Subcutaneous emphysema and hypercarbia following laparoscopic cholecystectomy.

作者信息

Kent R B

机构信息

Department of Surgery, Norwood Clinic, Birmingham, AL 35234.

出版信息

Arch Surg. 1991 Sep;126(9):1154-6. doi: 10.1001/archsurg.1991.01410330116018.

Abstract

The recent development of laparoscopic cholecystectomy has introduced the technique of laparoscopy to the general surgical community.

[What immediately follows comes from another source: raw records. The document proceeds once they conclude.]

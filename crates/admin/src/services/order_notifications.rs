//! Order-status change notifications.
//!
//! [`OrderNotifier::notify`] loads the site settings, fills in the order's
//! items, address and payment method when the caller left them out,
//! renders the status email and makes a single SMTP attempt. A failed
//! attempt is logged to `system_logs` and reported back to the caller;
//! nothing is retried.

use std::future::Future;

use askama::Template;
use chrono::{Datelike, NaiveDate, Utc};
use rust_decimal::Decimal;
use serde::Deserialize;
use serde_json::json;
use sqlx::PgPool;
use thiserror::Error;

use velora_core::{
    LogLevel, MAX_LINE_QUANTITY, NewSystemLog, OrderId, OrderLine, Price, ShippingAddress,
    SiteSettings,
    StatusNotice, display_status, order_total, short_ref,
};

use super::email::{EmailError, MailTransport, OutgoingEmail, SmtpSettings};
use crate::db::{OrderRepository, RepositoryError, SettingsRepository, SystemLogRepository};

/// Name used in the greeting when the request has none.
pub const DEFAULT_CUSTOMER_NAME: &str = "Customer";

/// `system_logs` category for failed notifications.
pub const EMAIL_LOG_CATEGORY: &str = "email";

/// Warning attached to a failed send; the status change itself was saved.
pub const DELIVERY_WARNING: &str = "Order was updated but email notification failed";

// =============================================================================
// Request
// =============================================================================

/// Body of `POST /functions/send-order-status-email`.
///
/// Every field is optional at the type level so a missing required field
/// is reported as such rather than as a malformed body.
#[derive(Debug, Clone, Default, Deserialize)]
#[serde(rename_all = "camelCase")]
pub struct StatusEmailRequest {
    pub order_id: Option<String>,
    pub new_status: Option<String>,
    pub tracking_number: Option<String>,
    pub estimated_delivery: Option<String>,
    pub customer_email: Option<String>,
    pub customer_name: Option<String>,
    pub order_items: Option<Vec<EmailItem>>,
    pub total_amount: Option<Decimal>,
    pub shipping_address: Option<serde_json::Value>,
    pub payment_method: Option<String>,
}

/// One order line as sent by the caller.
#[derive(Debug, Clone, PartialEq, Eq, Deserialize)]
pub struct EmailItem {
    #[serde(alias = "product_name")]
    pub name: String,
    pub quantity: i32,
    pub price: Decimal,
}

impl EmailItem {
    /// A positive quantity no larger than a cart line allows, at a
    /// non-negative price.
    #[must_use]
    pub fn is_valid(&self) -> bool {
        (1..=MAX_LINE_QUANTITY).contains(&self.quantity) && !self.price.is_sign_negative()
    }
}

impl From<EmailItem> for OrderLine {
    fn from(item: EmailItem) -> Self {
        Self {
            product_name: item.name,
            quantity: item.quantity,
            price: Price::new(item.price),
        }
    }
}

fn present(value: Option<&str>) -> Option<&str> {
    value.map(str::trim).filter(|v| !v.is_empty())
}

impl StatusEmailRequest {
    /// `(order_id, new_status, customer_email)` when all three are non-blank.
    #[must_use]
    pub fn required(&self) -> Option<(&str, &str, &str)> {
        Some((
            present(self.order_id.as_deref())?,
            present(self.new_status.as_deref())?,
            present(self.customer_email.as_deref())?,
        ))
    }

    /// Whether every supplied item and the supplied total are in range.
    #[must_use]
    pub fn amounts_valid(&self) -> bool {
        self.order_items.iter().flatten().all(EmailItem::is_valid)
            && !self.total_amount.is_some_and(|t| t.is_sign_negative())
    }
}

As increasing numbers of laparoscopic cholecystectomies are performed, increasing numbers of complications directly related to laparoscopy will result. A case of subcutaneous emphysema and hypercarbia without pneumothorax is reported in a patient undergoing laparoscopic cholecystectomy. Etiology, evaluation, and therapy for subcutaneous emphysema associated with laparoscopy are reviewed.

摘要

腹腔镜胆囊切除术的最新进展已将腹腔镜技术引入普通外科领域。随着越来越多的腹腔镜胆囊切除术得以实施,直接与腹腔镜相关的并发症数量也会增加。本文报道了1例在接受腹腔镜胆囊切除术的患者中发生的无气胸的皮下气肿和高碳酸血症病例。对与腹腔镜相关的皮下气肿的病因、评估及治疗进行了综述。